**Material supplied**
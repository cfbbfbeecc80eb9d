//! State storage shared by both machine variants.

use super::config::MachineConfig;
use crate::core::{
    report, FsmError, FsmResult, MachineId, Operation, State, StateHistory, StateId,
    StateTransition, TransitionContext,
};
use chrono::Utc;

/// Insertion-ordered collection of boxed states plus the active index.
///
/// `S` is the trait object the variant stores, e.g. `dyn State<..>` or
/// `dyn GuardedState<..>`. Identifiers are unique and never null.
pub(crate) struct Registry<S: ?Sized + State> {
    id: MachineId,
    config: MachineConfig,
    states: Vec<Box<S>>,
    current: Option<usize>,
    history: StateHistory<S::Id>,
}

impl<S: ?Sized + State> Registry<S> {
    pub(crate) fn new(config: MachineConfig) -> Self {
        let history = match config.history_limit {
            Some(limit) => StateHistory::with_limit(limit),
            None => StateHistory::new(),
        };
        Self {
            id: MachineId::new(),
            config,
            states: Vec::new(),
            current: None,
            history,
        }
    }

    pub(crate) fn id(&self) -> MachineId {
        self.id
    }

    pub(crate) fn config(&self) -> &MachineConfig {
        &self.config
    }

    pub(crate) fn name(&self) -> &str {
        &self.config.name
    }

    pub(crate) fn history(&self) -> &StateHistory<S::Id> {
        &self.history
    }

    /// Register `state`; the first registration becomes current without hooks.
    pub(crate) fn add(&mut self, state: Box<S>) -> FsmResult<(), S::Id> {
        let op = Operation::AddState;
        let id = state.id();
        if id.is_null() {
            return report(self.name(), FsmError::NullReferenceRejected { operation: op });
        }

        if self.states.is_empty() {
            self.states.push(state);
            self.current = Some(0);
            tracing::info!(machine = %self.config.name, state = ?id, initial = true, "Adding state");
            return Ok(());
        }

        if self.states.iter().any(|s| s.id() == id) {
            return report(self.name(), FsmError::DuplicateStateId { operation: op, id });
        }

        self.states.push(state);
        tracing::info!(machine = %self.config.name, state = ?id, "Adding state");
        Ok(())
    }

    /// Deregister the state identified by `id`, keeping the order of the rest.
    pub(crate) fn remove(&mut self, id: S::Id) -> FsmResult<Box<S>, S::Id> {
        let op = Operation::RemoveState;
        if id.is_null() {
            return report(self.name(), FsmError::NullIdentifierMisuse { operation: op });
        }

        let Some(index) = self.position(id) else {
            return report(self.name(), FsmError::StateNotFound { operation: op, id });
        };

        if self.current == Some(index) {
            return report(self.name(), FsmError::ActiveStateRemoval { operation: op, id });
        }

        let removed = self.states.remove(index);
        if let Some(current) = self.current {
            if index < current {
                self.current = Some(current - 1);
            }
        }
        tracing::info!(machine = %self.config.name, state = ?id, "Removing state");
        Ok(removed)
    }

    pub(crate) fn position(&self, id: S::Id) -> Option<usize> {
        self.states.iter().position(|s| s.id() == id)
    }

    pub(crate) fn current_index(&self) -> Option<usize> {
        self.current
    }

    pub(crate) fn at(&self, index: usize) -> &S {
        &*self.states[index]
    }

    pub(crate) fn current(&self) -> Option<&S> {
        self.current.map(|index| &*self.states[index])
    }

    pub(crate) fn current_mut(&mut self) -> Option<&mut S> {
        match self.current {
            Some(index) => Some(&mut *self.states[index]),
            None => None,
        }
    }

    pub(crate) fn get(&self, id: S::Id) -> Option<&S> {
        self.states.iter().find(|s| s.id() == id).map(|s| &**s)
    }

    pub(crate) fn get_mut(&mut self, id: S::Id) -> Option<&mut S> {
        match self.states.iter_mut().find(|s| s.id() == id) {
            Some(state) => Some(&mut **state),
            None => None,
        }
    }

    pub(crate) fn ids(&self) -> impl Iterator<Item = S::Id> + '_ {
        self.states.iter().map(|s| s.id())
    }

    pub(crate) fn len(&self) -> usize {
        self.states.len()
    }

    /// Move from the state at `from` to the state at `to`.
    ///
    /// Runs `on_exit` on the old state, swaps the active index, then runs
    /// `on_enter` on the new one. Both indices must be in range.
    pub(crate) fn hand_off(
        &mut self,
        from: usize,
        to: usize,
        trigger: S::Id,
    ) -> StateTransition<S::Id> {
        let ctx = TransitionContext::new(
            self.id,
            self.states[from].id(),
            self.states[to].id(),
            trigger,
        );

        self.states[from].on_exit(&ctx);
        self.current = Some(to);
        self.states[to].on_enter(&ctx);

        let transition = StateTransition {
            from: ctx.from,
            to: ctx.to,
            trigger,
            timestamp: Utc::now(),
        };
        if self.config.record_history {
            self.history.record(transition.clone());
        }

        tracing::debug!(
            machine = %self.config.name,
            from = ?ctx.from,
            to = ?ctx.to,
            trigger = ?trigger,
            elapsed = ?ctx.elapsed(),
            "Transition complete"
        );
        transition
    }
}
//! Macros for ergonomic identifier domains.

/// Generate a closed identifier enum and its `StateId` implementation.
///
/// The null sentinel is declared explicitly with `null:` and always becomes
/// the first variant. `VARIANTS` lists every real identifier in declaration
/// order, sentinel excluded.
///
/// # Example
///
/// ```
/// use brainstem::core::StateId;
/// use brainstem::state_id;
///
/// state_id! {
///     pub enum Guard {
///         null: None,
///         Idle,
///         Patrol,
///         Chase,
///     }
/// }
///
/// assert!(Guard::None.is_null());
/// assert_eq!(Guard::Chase.name(), "Chase");
/// assert_eq!(Guard::VARIANTS, &[Guard::Idle, Guard::Patrol, Guard::Chase]);
/// ```
#[macro_export]
macro_rules! state_id {
    (
        $(#[$meta:meta])*
        $vis:vis enum $name:ident {
            null: $null:ident,
            $(
                $(#[$variant_meta:meta])*
                $variant:ident
            ),* $(,)?
        }
    ) => {
        $(#[$meta])*
        #[derive(
            Clone,
            Copy,
            PartialEq,
            Eq,
            PartialOrd,
            Ord,
            Hash,
            Debug,
            serde::Serialize,
            serde::Deserialize
        )]
        $vis enum $name {
            $null,
            $(
                $(#[$variant_meta])*
                $variant
            ),*
        }

        impl $name {
            #[allow(dead_code)]
            $vis const VARIANTS: &'static [$name] = &[$($name::$variant),*];
        }

        impl $crate::core::StateId for $name {
            const NULL: Self = $name::$null;

            fn name(&self) -> &'static str {
                match self {
                    Self::$null => stringify!($null),
                    $(Self::$variant => stringify!($variant)),*
                }
            }
        }
    };
}
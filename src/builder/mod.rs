//! Builder API for ergonomic state machine construction.
//!
//! This module provides fluent builders and the `state_id!` macro for
//! declaring identifier domains with minimal boilerplate.

pub mod error;
pub mod machine;
pub mod macros;

pub use error::BuildError;
pub use machine::{FlatMachineBuilder, GuardedMachineBuilder, MachineBuilder};
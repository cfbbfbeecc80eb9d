//! Core state machine types.
//!
//! This module contains the building blocks shared by both machine variants:
//! - Identifier domains via the `StateId` trait
//! - The `State` capability contract and its whitelisting extension
//! - Per-state transition sets
//! - Hook context, error taxonomy and transition history

mod context;
mod error;
mod history;
mod id;
mod state;
mod transitions;

pub use context::TransitionContext;
pub use error::{FsmError, FsmResult, Operation};
pub(crate) use error::report;
pub use history::{StateHistory, StateTransition};
pub use id::{MachineId, StateId};
pub use state::{GuardedState, State};
pub use transitions::TransitionSet;
//! Guard Patrol
//!
//! This example drives an NPC guard with a guarded machine, where each
//! state whitelists the transitions it accepts.
//!
//! Key concepts:
//! - Explicit edges per state
//! - Rejected transitions are reported, not fatal
//! - Detecting a transition whose target was never registered
//!
//! Run with: RUST_LOG=info cargo run --example guard_patrol

use brainstem::core::{GuardedState, State, TransitionContext, TransitionSet};
use brainstem::machine::{GuardedMachine, TransitionOutcome};
use brainstem::state_id;
use tracing_subscriber::EnvFilter;

state_id! {
    enum Guard {
        null: None,
        Patrol,
        Chase,
        Search,
        Flee,
    }
}

/// What the guard can perceive this tick.
struct Senses {
    player_distance: f32,
    health: u32,
    waypoint: usize,
}

struct Patrol {
    transitions: TransitionSet<Guard>,
    waypoints: usize,
}

struct Chase {
    transitions: TransitionSet<Guard>,
}

struct Search {
    transitions: TransitionSet<Guard>,
    turns_left: u32,
}

impl State for Patrol {
    type Id = Guard;
    type Actor = Senses;

    fn id(&self) -> Guard {
        Guard::Patrol
    }

    fn reason(&mut self, senses: &mut Senses) -> Option<Guard> {
        (senses.player_distance < 10.0).then_some(Guard::Chase)
    }

    fn act(&mut self, senses: &mut Senses) {
        senses.waypoint = (senses.waypoint + 1) % self.waypoints;
        println!("  patrolling to waypoint {}", senses.waypoint);
    }
}

impl GuardedState for Patrol {
    fn transitions(&self) -> &TransitionSet<Guard> {
        &self.transitions
    }

    fn transitions_mut(&mut self) -> &mut TransitionSet<Guard> {
        &mut self.transitions
    }
}

impl State for Chase {
    type Id = Guard;
    type Actor = Senses;

    fn id(&self) -> Guard {
        Guard::Chase
    }

    fn reason(&mut self, senses: &mut Senses) -> Option<Guard> {
        if senses.health < 20 {
            Some(Guard::Flee)
        } else if senses.player_distance > 25.0 {
            Some(Guard::Search)
        } else {
            None
        }
    }

    fn act(&mut self, senses: &mut Senses) {
        senses.player_distance += 6.0;
        println!("  chasing, player at {:.1}", senses.player_distance);
    }

    fn on_enter(&mut self, ctx: &TransitionContext<Guard>) {
        println!("  ! spotted the player while in {:?}", ctx.from);
    }
}

impl GuardedState for Chase {
    fn transitions(&self) -> &TransitionSet<Guard> {
        &self.transitions
    }

    fn transitions_mut(&mut self) -> &mut TransitionSet<Guard> {
        &mut self.transitions
    }
}

impl State for Search {
    type Id = Guard;
    type Actor = Senses;

    fn id(&self) -> Guard {
        Guard::Search
    }

    fn reason(&mut self, _senses: &mut Senses) -> Option<Guard> {
        (self.turns_left == 0).then_some(Guard::Patrol)
    }

    fn act(&mut self, _senses: &mut Senses) {
        self.turns_left = self.turns_left.saturating_sub(1);
        println!("  searching ({} turns left)", self.turns_left);
    }

    fn on_enter(&mut self, _ctx: &TransitionContext<Guard>) {
        self.turns_left = 3;
    }
}

impl GuardedState for Search {
    fn transitions(&self) -> &TransitionSet<Guard> {
        &self.transitions
    }

    fn transitions_mut(&mut self) -> &mut TransitionSet<Guard> {
        &mut self.transitions
    }
}

fn main() {
    tracing_subscriber::fmt()
        .with_env_filter(EnvFilter::from_default_env())
        .init();

    println!("=== Guard Patrol ===\n");

    let mut patrol = Patrol {
        transitions: TransitionSet::new(),
        waypoints: 4,
    };
    patrol.add_transition(Guard::Chase).unwrap();

    let mut chase = Chase {
        transitions: TransitionSet::new(),
    };
    chase.add_transition(Guard::Search).unwrap();
    // Flee is accepted but never registered as a state.
    chase.add_transition(Guard::Flee).unwrap();

    let mut search = Search {
        transitions: TransitionSet::new(),
        turns_left: 0,
    };
    search.add_transition(Guard::Patrol).unwrap();
    search.add_transition(Guard::Chase).unwrap();

    let mut machine = GuardedMachine::builder()
        .name("guard")
        .state(patrol)
        .state(chase)
        .state(search)
        .build()
        .unwrap();

    let mut senses = Senses {
        player_distance: 40.0,
        health: 100,
        waypoint: 0,
    };

    for tick in 0..14 {
        if tick == 2 {
            senses.player_distance = 8.0;
        }
        if tick == 12 {
            senses.player_distance = 5.0;
            senses.health = 10;
        }

        if let Some(next) = machine.reason(&mut senses).unwrap() {
            match machine.perform_transition(next) {
                Ok(TransitionOutcome::Completed(t)) => {
                    println!("[{tick}] {:?} -> {:?}", t.from, t.to)
                }
                Ok(TransitionOutcome::Dangling { state, target }) => {
                    println!("[{tick}] {state:?} accepted {target:?}, but no such state exists");
                    break;
                }
                Err(err) => println!("[{tick}] rejected: {err}"),
            }
        }
        machine.act(&mut senses).unwrap();
    }

    println!("\nConsistent: {}", machine.is_consistent());

    // The Chase object is still active and does not accept Patrol.
    if let Err(err) = machine.perform_transition(Guard::Patrol) {
        println!("Rejected: {err}");
    }

    // Search is accepted and registered, which brings id and state back together.
    machine.perform_transition(Guard::Search).unwrap();
    println!("Consistent: {}", machine.is_consistent());
    println!("Path: {:?}", machine.history().get_path());

    println!("\n=== Example Complete ===");
}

**Exercise**
Transcribe the entries above word for word, from the first line through the line containing "if self.states.iter().any(|s| s.id()", and nothing else.

**Answer to this problem**
repository cfbbfbeecc80eb9d
//! State storage shared by both machine variants.

use super::config::MachineConfig;
use crate::core::{
    report, FsmError, FsmResult, MachineId, Operation, State, StateHistory, StateId,
    StateTransition, TransitionContext,
};
use chrono::Utc;

/// Insertion-ordered collection of boxed states plus the active index.
///
/// `S` is the trait object the variant stores, e.g. `dyn State<..>` or
/// `dyn GuardedState<..>`. Identifiers are unique and never null.
pub(crate) struct Registry<S: ?Sized + State> {
    id: MachineId,
    config: MachineConfig,
    states: Vec<Box<S>>,
    current: Option<usize>,
    history: StateHistory<S::Id>,
}

impl<S: ?Sized + State> Registry<S> {
    pub(crate) fn new(config: MachineConfig) -> Self {
        let history = match config.history_limit {
            Some(limit) => StateHistory::with_limit(limit),
            None => StateHistory::new(),
        };
        Self {
            id: MachineId::new(),
            config,
            states: Vec::new(),
            current: None,
            history,
        }
    }

    pub(crate) fn id(&self) -> MachineId {
        self.id
    }

    pub(crate) fn config(&self) -> &MachineConfig {
        &self.config
    }

    pub(crate) fn name(&self) -> &str {
        &self.config.name
    }

    pub(crate) fn history(&self) -> &StateHistory<S::Id> {
        &self.history
    }

    /// Register `state`; the first registration becomes current without hooks.
    pub(crate) fn add(&mut self, state: Box<S>) -> FsmResult<(), S::Id> {
        let op = Operation::AddState;
        let id = state.id();
        if id.is_null() {
            return report(self.name(), FsmError::NullReferenceRejected { operation: op });
        }

        if self.states.is_empty() {
            self.states.push(state);
            self.current = Some(0);
            tracing::info!(machine = %self.config.name, state = ?id, initial = true, "Adding state");
            return Ok(());
        }

        if self.states.iter().any(|s| s.id() == id) {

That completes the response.